'''

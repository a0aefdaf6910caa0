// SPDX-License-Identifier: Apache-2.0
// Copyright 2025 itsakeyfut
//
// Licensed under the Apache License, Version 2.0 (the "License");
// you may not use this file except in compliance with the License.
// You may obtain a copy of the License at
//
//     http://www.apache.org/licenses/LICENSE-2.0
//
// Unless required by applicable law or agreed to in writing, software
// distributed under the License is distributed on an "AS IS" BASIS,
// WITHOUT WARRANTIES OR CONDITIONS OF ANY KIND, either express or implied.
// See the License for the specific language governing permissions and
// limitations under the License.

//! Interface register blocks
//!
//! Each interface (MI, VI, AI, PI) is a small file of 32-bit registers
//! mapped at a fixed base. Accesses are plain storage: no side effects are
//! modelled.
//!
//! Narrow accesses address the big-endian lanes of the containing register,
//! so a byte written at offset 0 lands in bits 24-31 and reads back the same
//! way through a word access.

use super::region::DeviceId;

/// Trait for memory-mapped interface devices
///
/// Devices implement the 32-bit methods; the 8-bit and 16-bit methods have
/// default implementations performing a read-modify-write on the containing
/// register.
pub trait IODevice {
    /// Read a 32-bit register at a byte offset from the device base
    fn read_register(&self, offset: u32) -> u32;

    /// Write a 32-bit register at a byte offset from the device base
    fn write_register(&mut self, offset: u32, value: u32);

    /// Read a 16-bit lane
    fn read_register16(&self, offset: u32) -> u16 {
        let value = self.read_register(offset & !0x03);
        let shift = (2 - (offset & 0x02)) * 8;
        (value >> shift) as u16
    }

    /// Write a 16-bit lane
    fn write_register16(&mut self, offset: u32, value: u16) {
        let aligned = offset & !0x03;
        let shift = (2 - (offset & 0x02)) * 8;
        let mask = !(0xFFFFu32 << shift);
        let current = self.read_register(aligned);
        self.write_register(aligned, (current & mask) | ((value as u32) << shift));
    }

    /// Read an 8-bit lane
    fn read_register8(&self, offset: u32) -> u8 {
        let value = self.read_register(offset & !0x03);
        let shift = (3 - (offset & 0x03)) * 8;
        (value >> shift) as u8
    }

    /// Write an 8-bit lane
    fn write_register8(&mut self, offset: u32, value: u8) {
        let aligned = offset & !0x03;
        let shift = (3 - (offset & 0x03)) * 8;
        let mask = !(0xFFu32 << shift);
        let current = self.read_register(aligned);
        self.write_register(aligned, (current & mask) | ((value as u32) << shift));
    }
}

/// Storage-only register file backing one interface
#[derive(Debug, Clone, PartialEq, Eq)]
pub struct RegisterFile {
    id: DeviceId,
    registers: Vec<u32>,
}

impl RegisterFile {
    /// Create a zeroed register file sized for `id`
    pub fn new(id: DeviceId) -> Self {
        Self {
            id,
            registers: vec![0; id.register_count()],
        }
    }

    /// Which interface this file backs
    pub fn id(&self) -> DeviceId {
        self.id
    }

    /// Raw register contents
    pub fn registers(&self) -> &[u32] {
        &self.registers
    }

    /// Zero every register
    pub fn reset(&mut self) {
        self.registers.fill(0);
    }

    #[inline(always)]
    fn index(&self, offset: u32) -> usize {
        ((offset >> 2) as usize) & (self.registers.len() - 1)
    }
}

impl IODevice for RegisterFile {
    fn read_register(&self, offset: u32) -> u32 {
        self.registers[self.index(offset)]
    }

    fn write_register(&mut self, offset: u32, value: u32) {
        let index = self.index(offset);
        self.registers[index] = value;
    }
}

'''
'''

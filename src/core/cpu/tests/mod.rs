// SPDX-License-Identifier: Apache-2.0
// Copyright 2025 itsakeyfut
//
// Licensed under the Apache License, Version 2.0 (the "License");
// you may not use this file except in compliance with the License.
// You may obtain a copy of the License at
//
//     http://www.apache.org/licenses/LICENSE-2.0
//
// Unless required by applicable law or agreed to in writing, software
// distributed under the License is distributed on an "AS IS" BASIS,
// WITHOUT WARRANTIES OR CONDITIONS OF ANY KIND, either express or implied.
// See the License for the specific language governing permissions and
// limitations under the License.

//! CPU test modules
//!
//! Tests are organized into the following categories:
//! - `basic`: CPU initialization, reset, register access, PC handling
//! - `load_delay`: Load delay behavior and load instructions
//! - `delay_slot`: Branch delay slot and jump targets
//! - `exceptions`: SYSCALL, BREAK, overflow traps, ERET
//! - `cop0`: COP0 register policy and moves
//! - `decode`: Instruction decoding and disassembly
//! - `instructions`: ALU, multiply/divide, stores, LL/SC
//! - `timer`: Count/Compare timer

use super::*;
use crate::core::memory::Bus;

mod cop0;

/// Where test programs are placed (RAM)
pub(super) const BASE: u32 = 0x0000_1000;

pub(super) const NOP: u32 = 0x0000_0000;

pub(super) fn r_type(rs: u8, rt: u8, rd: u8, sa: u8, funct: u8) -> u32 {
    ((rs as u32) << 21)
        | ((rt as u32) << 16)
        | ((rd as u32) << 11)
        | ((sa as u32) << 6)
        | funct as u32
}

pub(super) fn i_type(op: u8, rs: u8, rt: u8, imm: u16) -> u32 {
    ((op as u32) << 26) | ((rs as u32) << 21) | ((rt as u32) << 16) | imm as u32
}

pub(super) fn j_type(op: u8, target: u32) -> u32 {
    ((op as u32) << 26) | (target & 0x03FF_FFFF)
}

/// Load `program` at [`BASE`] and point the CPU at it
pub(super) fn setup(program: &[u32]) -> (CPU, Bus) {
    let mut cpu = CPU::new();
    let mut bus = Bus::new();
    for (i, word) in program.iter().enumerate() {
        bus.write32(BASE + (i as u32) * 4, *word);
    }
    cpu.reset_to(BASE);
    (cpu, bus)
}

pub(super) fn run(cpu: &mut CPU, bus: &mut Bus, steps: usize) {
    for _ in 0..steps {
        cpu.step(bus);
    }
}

'''
'''

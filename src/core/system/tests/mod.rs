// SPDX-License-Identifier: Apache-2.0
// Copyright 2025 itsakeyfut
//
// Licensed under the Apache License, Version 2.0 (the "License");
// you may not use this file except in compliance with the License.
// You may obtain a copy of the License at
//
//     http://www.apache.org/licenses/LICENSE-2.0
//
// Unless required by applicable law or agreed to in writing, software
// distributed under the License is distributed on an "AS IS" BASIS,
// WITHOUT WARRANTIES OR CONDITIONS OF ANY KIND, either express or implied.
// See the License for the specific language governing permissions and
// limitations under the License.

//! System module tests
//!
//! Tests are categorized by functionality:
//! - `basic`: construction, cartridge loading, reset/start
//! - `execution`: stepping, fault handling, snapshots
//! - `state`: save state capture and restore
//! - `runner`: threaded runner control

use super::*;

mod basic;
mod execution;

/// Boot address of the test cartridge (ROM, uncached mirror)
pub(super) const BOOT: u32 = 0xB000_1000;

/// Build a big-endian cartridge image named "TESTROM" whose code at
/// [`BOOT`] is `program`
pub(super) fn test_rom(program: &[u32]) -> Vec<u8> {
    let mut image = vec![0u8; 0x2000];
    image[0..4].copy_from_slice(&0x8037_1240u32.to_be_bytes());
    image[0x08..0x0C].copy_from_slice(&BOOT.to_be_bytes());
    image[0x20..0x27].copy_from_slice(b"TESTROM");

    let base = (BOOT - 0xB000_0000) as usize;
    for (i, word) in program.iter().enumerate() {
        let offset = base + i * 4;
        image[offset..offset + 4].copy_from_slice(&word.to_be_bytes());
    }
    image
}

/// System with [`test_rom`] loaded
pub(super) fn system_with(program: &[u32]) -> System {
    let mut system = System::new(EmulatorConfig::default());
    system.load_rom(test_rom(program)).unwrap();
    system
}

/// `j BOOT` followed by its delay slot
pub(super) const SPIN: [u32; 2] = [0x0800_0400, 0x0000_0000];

'''

• _REQUIREMENT_
The expected output is exactly the lines of the listing above between the line holding "fault handling, snapshots" and the line holding "(ROM, uncached mirror)", inclusive.

• _SOLVED PROBLEM_
//! - `execution`: stepping, fault handling, snapshots
//! - `state`: save state capture and restore
//! - `runner`: threaded runner control

use super::*;

mod basic;
mod execution;

/// Boot address of the test cartridge (ROM, uncached mirror)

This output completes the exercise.